Only the lines from the one containing "Health check endpoint." to the end of the records should be given again, word for word and in full.

----- Dataset content

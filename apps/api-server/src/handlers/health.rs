//! Health check endpoint.

use actix_web::HttpResponse;
use serde::Serialize;

#[derive(Serialize)]
pub struct HealthResponse {
    pub status: &'static str,
    pub version: &'static str,
    pub timestamp: String,
}

/// GET /api/health
pub async fn health_check() -> HttpResponse {
    HttpResponse::Ok().json(HealthResponse {
        status: "ok",
        version: env!("CARGO_PKG_VERSION"),
        timestamp: chrono::Utc::now().to_rfc3339(),
    })
}
//! Data Transfer Objects - request/response bodies for the API.

use chrono::{DateTime, Utc};
use serde::{Deserialize, Serialize};

/// Body of `POST /users`.
#[derive(Debug, Clone, Serialize, Deserialize)]
pub struct RegisterUserRequest {
    pub email: String,
    pub username: String,
    pub password: String,
}

/// Body of `POST /signup`.
#[derive(Debug, Clone, Serialize, Deserialize)]
pub struct SignupRequest {
    pub email: String,
    pub password: String,
}

/// Response of `POST /signup`.
#[derive(Debug, Clone, Serialize, Deserialize)]
pub struct SignupResponse {
    pub message: String,
    pub uid: String,
}

/// Body of `POST /posts`.
///
/// `user_id` is accepted for compatibility with older clients but never used:
/// the author is always the authenticated subject.
#[derive(Debug, Clone, Serialize, Deserialize)]
pub struct CreatePostRequest {
    #[serde(default, skip_serializing_if = "Option::is_none")]
    pub user_id: Option<String>,
    pub content: String,
    #[serde(default)]
    pub anonymous: bool,
}

/// Response of `POST /posts`.
#[derive(Debug, Clone, Serialize, Deserialize)]
pub struct CreatePostResponse {
    pub message: String,
    pub id: i64,
}

/// A post as shown to readers. `user_id` is `None` for anonymous posts.
#[derive(Debug, Clone, PartialEq, Eq, Serialize, Deserialize)]
pub struct PostResponse {
    pub id: i64,
    pub user_id: Option<String>,
    pub content: String,
    pub anonymous: bool,
    pub created_at: DateTime<Utc>,
}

----------

Answer section:
//! Health check endpoint.

use actix_web::HttpResponse;
use serde::Serialize;

#[derive(Serialize)]
pub struct HealthResponse {
    pub status: &'static str,
    pub version: &'static str,
    pub timestamp: String,
}

/// GET /api/health
pub async fn health_check() -> HttpResponse {
    HttpResponse::Ok().json(HealthResponse {
        status: "ok",
        version: env!("CARGO_PKG_VERSION"),
        timestamp: chrono::Utc::now().to_rfc3339(),
    })
}
//! Data Transfer Objects - request/response bodies for the API.

use chrono::{DateTime, Utc};
use serde::{Deserialize, Serialize};

/// Body of `POST /users`.
#[derive(Debug, Clone, Serialize, Deserialize)]
pub struct RegisterUserRequest {
    pub email: String,
    pub username: String,
    pub password: String,
}

/// Body of `POST /signup`.
#[derive(Debug, Clone, Serialize, Deserialize)]
pub struct SignupRequest {
    pub email: String,
    pub password: String,
}

/// Response of `POST /signup`.
#[derive(Debug, Clone, Serialize, Deserialize)]
pub struct SignupResponse {
    pub message: String,
    pub uid: String,
}

/// Body of `POST /posts`.
///
/// `user_id` is accepted for compatibility with older clients but never used:
/// the author is always the authenticated subject.
#[derive(Debug, Clone, Serialize, Deserialize)]
pub struct CreatePostRequest {
    #[serde(default, skip_serializing_if = "Option::is_none")]
    pub user_id: Option<String>,
    pub content: String,
    #[serde(default)]
    pub anonymous: bool,
}

/// Response of `POST /posts`.
#[derive(Debug, Clone, Serialize, Deserialize)]
pub struct CreatePostResponse {
    pub message: String,
    pub id: i64,
}

/// A post as shown to readers. `user_id` is `None` for anonymous posts.
#[derive(Debug, Clone, PartialEq, Eq, Serialize, Deserialize)]
pub struct PostResponse {
    pub id: i64,
    pub user_id: Option<String>,
    pub content: String,
    pub anonymous: bool,
    pub created_at: DateTime<Utc>,
}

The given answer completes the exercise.